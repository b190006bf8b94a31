use serde::Serialize;

use crate::config::RunConfig;
use crate::error::{CosalError, Result};
use crate::loss::consistency::structure_consistency;
use crate::loss::cross_entropy::CrossEntropyLoss;
use crate::loss::deep_supervision::{smoothed_gt, DsLoss};
use crate::loss::focal::FocalLoss;
use crate::loss::terms::{LossTermSet, SelectedOutputs, TermName};
use crate::math::Tensor;
use crate::network::{ModelOutputs, ModelRunner, OutputGrads};

/// Scale of the self-supervision consistency penalty inside the saliency term.
const SELF_SUPERVISION_WEIGHT: f64 = 0.3;
/// At most this many of the finest saliency maps are supervised.
const MAX_SAL_LAYERS: usize = 4;
/// Spatial downsampling of the self-supervision re-run.
const SELF_SUPERVISION_FACTOR: usize = 4;

/// Ground truth for one training batch.
#[derive(Debug, Clone, Copy)]
pub struct Targets<'a> {
    /// `[N, 1, H, W]` masks in [0, 1].
    pub gts: &'a Tensor,
    /// `gts` followed by an all-zero companion of the same shape.
    pub gts_cat: &'a Tensor,
    pub labels: &'a [usize],
}

/// One weighted term of the total loss. `value` already includes `weight`.
#[derive(Debug, Clone, Copy, PartialEq, Serialize)]
pub struct LossTerm {
    pub name: TermName,
    pub weight: f64,
    pub value: f64,
}

/// Result of one composition: the scalar total, its breakdown, and the
/// gradient of the total with respect to every model output.
#[derive(Debug, Clone)]
pub struct ComposedLoss {
    pub total: f64,
    pub terms: Vec<LossTerm>,
    pub grads: OutputGrads,
}

impl ComposedLoss {
    pub fn term(&self, name: TermName) -> Option<&LossTerm> {
        self.terms.iter().find(|t| t.name == name)
    }
}

/// Combines the active loss terms into one scalar per batch.
#[derive(Debug, Clone)]
pub struct LossComposer {
    terms: LossTermSet,
    ds: DsLoss,
    sal_layers: usize,
    lambda_sal: f64,
    lambda_cls: f64,
    lambda_contrast: f64,
    lambda_cls_mask: f64,
    label_smoothing: bool,
    self_supervision: bool,
}

impl LossComposer {
    pub fn from_config(config: &RunConfig) -> LossComposer {
        LossComposer {
            terms: config.loss,
            ds: DsLoss::new(config.saliency_loss),
            sal_layers: config.loss_sal_last_layers.min(MAX_SAL_LAYERS),
            lambda_sal: config.lambda_sal,
            lambda_cls: config.lambda_cls,
            lambda_contrast: config.lambda_contrast,
            lambda_cls_mask: config.lambda_cls_mask,
            label_smoothing: config.label_smoothing,
            self_supervision: config.self_supervision,
        }
    }

    /// Evaluates every active term. `model` is only consulted for the
    /// self-supervision re-run, which does not record gradients.
    pub fn compose(
        &self,
        model: &dyn ModelRunner,
        images: &Tensor,
        outputs: &ModelOutputs,
        targets: &Targets<'_>,
    ) -> Result<ComposedLoss> {
        let selected = self.terms.select(outputs)?;
        let mut grads = OutputGrads::for_outputs(outputs);
        let mut terms = Vec::with_capacity(self.terms.terms().len());

        for &name in self.terms.terms() {
            let (weight, value) = match name {
                TermName::Sal => (self.lambda_sal, self.saliency(model, images, &selected, targets, &mut grads)?),
                TermName::Cls => (self.lambda_cls, self.classification(&selected, targets, &mut grads)?),
                TermName::ClsMask => (self.lambda_cls_mask, self.class_masks(&selected, targets, &mut grads)?),
                TermName::Contrast => (self.lambda_contrast, self.contrast(&selected, targets, &mut grads)?),
            };
            terms.push(LossTerm { name, weight, value });
        }

        let total = terms.iter().map(|t| t.value).sum();
        Ok(ComposedLoss { total, terms, grads })
    }

    fn saliency(
        &self,
        model: &dyn ModelRunner,
        images: &Tensor,
        selected: &SelectedOutputs<'_>,
        targets: &Targets<'_>,
        grads: &mut OutputGrads,
    ) -> Result<f64> {
        let all = selected.scaled_preds;
        let offset = all.len().saturating_sub(self.sal_layers);
        let preds: Vec<&Tensor> = all[offset..].iter().collect();

        let (mut loss, mut scale_grads) = self.ds.evaluate(&preds, targets.gts)?;
        if self.label_smoothing {
            let (smooth_loss, smooth_grads) = self.ds.evaluate(&preds, &smoothed_gt(targets.gts))?;
            loss = 0.5 * (loss + smooth_loss);
            for (g, s) in scale_grads.iter_mut().zip(&smooth_grads) {
                *g = g.zip_map(s, |a, b| 0.5 * (a + b))?;
            }
        }
        for (i, g) in scale_grads.iter().enumerate() {
            grads.add_scaled_pred(offset + i, &g.scale(self.lambda_sal))?;
        }

        if self.self_supervision {
            let finest_index = all.len() - 1;
            let (ss_loss, ss_grad) = self.self_supervision_term(model, images, &all[finest_index])?;
            loss += SELF_SUPERVISION_WEIGHT * ss_loss;
            grads.add_scaled_pred(finest_index, &ss_grad.scale(SELF_SUPERVISION_WEIGHT * self.lambda_sal))?;
        }
        Ok(loss * self.lambda_sal)
    }

    /// Consistency between the prediction for a 4× downsampled input and the
    /// downsampled full-resolution prediction.
    fn self_supervision_term(&self, model: &dyn ModelRunner, images: &Tensor, finest: &Tensor) -> Result<(f64, Tensor)> {
        let (_, _, h, w) = images.dims4()?;
        let (lh, lw) = ((h / SELF_SUPERVISION_FACTOR).max(1), (w / SELF_SUPERVISION_FACTOR).max(1));
        let low_res = model.predict(&images.resize_bilinear(lh, lw)?)?;
        let low_pred = low_res.finest()?.resize_bilinear(lh, lw)?.sigmoid();

        let (_, _, fh, fw) = finest.dims4()?;
        let down = finest.resize_bilinear(lh, lw)?.sigmoid();
        let (value, dprob) = structure_consistency(&down, &low_pred)?;
        let dlogits = dprob.zip_map(&down, |d, p| d * p * (1.0 - p))?;
        Ok((value, dlogits.resize_bilinear_adjoint(fh, fw)?))
    }

    fn classification(&self, selected: &SelectedOutputs<'_>, targets: &Targets<'_>, grads: &mut OutputGrads) -> Result<f64> {
        let logits = selected.cls.ok_or_else(|| CosalError::Shape("missing class output".into()))?;
        let loss = CrossEntropyLoss::loss(logits, targets.labels)?;
        grads.add_cls(&CrossEntropyLoss::derivative(logits, targets.labels)?.scale(self.lambda_cls))?;
        Ok(loss * self.lambda_cls)
    }

    fn class_masks(&self, selected: &SelectedOutputs<'_>, targets: &Targets<'_>, grads: &mut OutputGrads) -> Result<f64> {
        let masks = selected
            .cls_masks
            .ok_or_else(|| CosalError::Shape("missing class-mask output".into()))?;
        let mut loss = 0.0;
        for (i, logits) in masks.iter().enumerate() {
            loss += CrossEntropyLoss::loss(logits, targets.labels)? * self.lambda_cls_mask;
            grads.add_cls_mask(i, &CrossEntropyLoss::derivative(logits, targets.labels)?.scale(self.lambda_cls_mask))?;
        }
        Ok(loss)
    }

    fn contrast(&self, selected: &SelectedOutputs<'_>, targets: &Targets<'_>, grads: &mut OutputGrads) -> Result<f64> {
        let logits = selected
            .contrast
            .ok_or_else(|| CosalError::Shape("missing contrast output".into()))?;
        if logits.shape != targets.gts_cat.shape {
            return Err(CosalError::Shape(format!(
                "contrast prediction {:?} does not match targets {:?}",
                logits.shape, targets.gts_cat.shape
            )));
        }
        let loss = FocalLoss::loss(&logits.data, &targets.gts_cat.data);
        let grad = FocalLoss::derivative(&logits.data, &targets.gts_cat.data);
        grads.add_contrast(&Tensor::from_vec(&logits.shape, grad)?.scale(self.lambda_contrast))?;
        Ok(loss * self.lambda_contrast)
    }
}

================================

About this task -
Go through the records above and return every line that holds the string "impl".

Answer to the problem -
impl ComposedLoss {
impl LossComposer {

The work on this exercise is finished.